[Opening Extracted information section]

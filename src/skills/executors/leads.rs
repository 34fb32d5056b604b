use anyhow::{Context, Result};
use async_trait::async_trait;
use regex::Regex;
use rusqlite::types::Value as SqlValue;
use serde_json::{Value, json};
use std::sync::LazyLock;

use super::{Payload, SkillExecutor, record_id, text, truthy};
use crate::core::error::ErrorCode;
use crate::core::store::Store;
use crate::core::store::records::{FieldMap, Table};
use crate::skills::envelope::Envelope;

static EMAIL_RE: LazyLock<Result<Regex, regex::Error>> =
    LazyLock::new(|| Regex::new(r"^[^@]+@[^@]+\.[^@]+$"));
static NON_PHONE_RE: LazyLock<Result<Regex, regex::Error>> =
    LazyLock::new(|| Regex::new(r"[^\d+\-()\s]"));

fn pattern(re: &'static LazyLock<Result<Regex, regex::Error>>) -> Result<&'static Regex> {
    re.as_ref().map_err(|e| anyhow::anyhow!("invalid built-in pattern: {}", e))
}

async fn created_lead(store: &Store, id: i64) -> Result<Value> {
    let summary = store
        .lead_summary(id)
        .await?
        .with_context(|| format!("lead {} vanished after insert", id))?;
    Ok(serde_json::to_value(summary)?)
}

/// Plain lead creation with a fixed set of optional fields.
pub struct LeadCreatorExecutor;

impl LeadCreatorExecutor {
    async fn create(store: &Store, payload: &Payload, name: &str) -> Result<Value> {
        let mut fields: FieldMap = vec![
            ("name", SqlValue::Text(name.to_string())),
            ("type", SqlValue::Text("opportunity".to_string())),
        ];
        for column in [
            "partner_name",
            "contact_name",
            "email_from",
            "phone",
            "description",
        ] {
            if let Some(v) = text(payload, column) {
                fields.push((column, SqlValue::Text(v.to_string())));
            }
        }
        if let Some(user) = record_id(payload, "user_id")? {
            fields.push(("user_id", SqlValue::Integer(user)));
        }
        if let Some(team) = record_id(payload, "team_id")? {
            fields.push(("team_id", SqlValue::Integer(team)));
        }
        let id = store.create_record(Table::Leads, &fields).await?;
        let lead = created_lead(store, id).await?;
        Ok(json!({
            "lead_id": id,
            "name": lead["name"],
            "stage": lead["stage"],
        }))
    }
}

#[async_trait]
impl SkillExecutor for LeadCreatorExecutor {
    async fn execute(&self, store: &Store, payload: &Payload) -> Envelope {
        let Some(name) = text(payload, "name") else {
            return Envelope::fail(ErrorCode::MissingField, "Field \"name\" is required");
        };
        match Self::create(store, payload, name).await {
            Ok(data) => Envelope::ok(data),
            Err(e) => Envelope::fail(
                ErrorCode::CreateError,
                format!("Failed to create lead: {}", e),
            ),
        }
    }
}

/// Lead creation with normalisation, e-mail validation and a duplicate check.
pub struct AdvancedLeadExecutor;

struct LeadDraft {
    fields: FieldMap,
    email: Option<String>,
}

fn scalar_string(value: Option<&Value>) -> Option<String> {
    match value? {
        Value::String(s) => Some(s.clone()),
        Value::Number(n) => Some(n.to_string()),
        _ => None,
    }
}

fn trimmed(payload: &Payload, key: &str) -> Option<String> {
    scalar_string(payload.get(key))
        .map(|s| s.trim().to_string())
        .filter(|s| !s.is_empty())
}

fn priority_rank(word: &str) -> i64 {
    match word.to_lowercase().as_str() {
        "low" => 1,
        "high" => 3,
        _ => 2,
    }
}

/// Loose integer: ids given as numbers or numeric strings; anything else is dropped.
fn loose_id(payload: &Payload, key: &str) -> Option<i64> {
    record_id(payload, key).ok().flatten()
}

fn draft_lead(payload: &Payload) -> std::result::Result<LeadDraft, Envelope> {
    let Some(name) = trimmed(payload, "name") else {
        return Err(Envelope::fail(ErrorCode::NameRequired, "Name is required"));
    };
    let mut fields: FieldMap = vec![
        ("name", SqlValue::Text(name)),
        ("type", SqlValue::Text("opportunity".to_string())),
    ];
    if let Some(contact) = trimmed(payload, "contact_name") {
        fields.push(("contact_name", SqlValue::Text(contact)));
    }
    let partner_name = trimmed(payload, "partner_name").or_else(|| trimmed(payload, "company"));
    if let Some(partner) = partner_name {
        fields.push(("partner_name", SqlValue::Text(partner)));
    }

    let mut email = None;
    if let Some(raw) = scalar_string(payload.get("email_from")).filter(|s| !s.is_empty()) {
        let normalized = raw.trim().to_lowercase();
        let re = pattern(&EMAIL_RE)
            .map_err(|e| Envelope::fail(ErrorCode::CreationError, e.to_string()))?;
        if !re.is_match(&normalized) {
            return Err(Envelope::fail(ErrorCode::InvalidEmail, "Invalid email format"));
        }
        fields.push(("email_from", SqlValue::Text(normalized.clone())));
        email = Some(normalized);
    }

    if let Some(raw) = scalar_string(payload.get("phone")).filter(|s| !s.is_empty()) {
        let re = pattern(&NON_PHONE_RE)
            .map_err(|e| Envelope::fail(ErrorCode::CreationError, e.to_string()))?;
        fields.push(("phone", SqlValue::Text(re.replace_all(&raw, "").into_owned())));
    }
    for column in ["description", "website"] {
        if let Some(v) = trimmed(payload, column) {
            fields.push((column, SqlValue::Text(v)));
        }
    }
    if let Some(word) = scalar_string(payload.get("priority")).filter(|s| !s.is_empty()) {
        fields.push(("priority", SqlValue::Integer(priority_rank(&word))));
    }
    if let Some(user) = loose_id(payload, "user_id") {
        fields.push(("user_id", SqlValue::Integer(user)));
    }
    if let Some(team) = loose_id(payload, "team_id") {
        fields.push(("team_id", SqlValue::Integer(team)));
    }
    Ok(LeadDraft { fields, email })
}

impl AdvancedLeadExecutor {
    async fn create(store: &Store, draft: LeadDraft, allow_duplicates: bool) -> Result<Envelope> {
        if let Some(email) = draft.email.as_deref()
            && !allow_duplicates
            && let Some(existing) = store.find_id_by(Table::Leads, "email_from", email).await?
        {
            return Ok(Envelope::fail(
                ErrorCode::DuplicateFound,
                format!("Lead with email {} already exists", email),
            )
            .with_extra("duplicate_id", json!(existing)));
        }
        let id = store.create_record(Table::Leads, &draft.fields).await?;
        Ok(Envelope::ok(created_lead(store, id).await?))
    }
}

#[async_trait]
impl SkillExecutor for AdvancedLeadExecutor {
    async fn execute(&self, store: &Store, payload: &Payload) -> Envelope {
        let draft = match draft_lead(payload) {
            Ok(draft) => draft,
            Err(rejected) => return rejected,
        };
        let allow_duplicates = truthy(payload, "allow_duplicates");
        match Self::create(store, draft, allow_duplicates).await {
            Ok(envelope) => envelope,
            Err(e) => Envelope::fail(ErrorCode::CreationError, e.to_string()),
        }
    }
}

[Closing Extracted information section]

### Work request
Your task is to copy every line in the entries that holds the string "truthy".

### Answer to the exercise
use super::{Payload, SkillExecutor, record_id, text, truthy};
        let allow_duplicates = truthy(payload, "allow_duplicates");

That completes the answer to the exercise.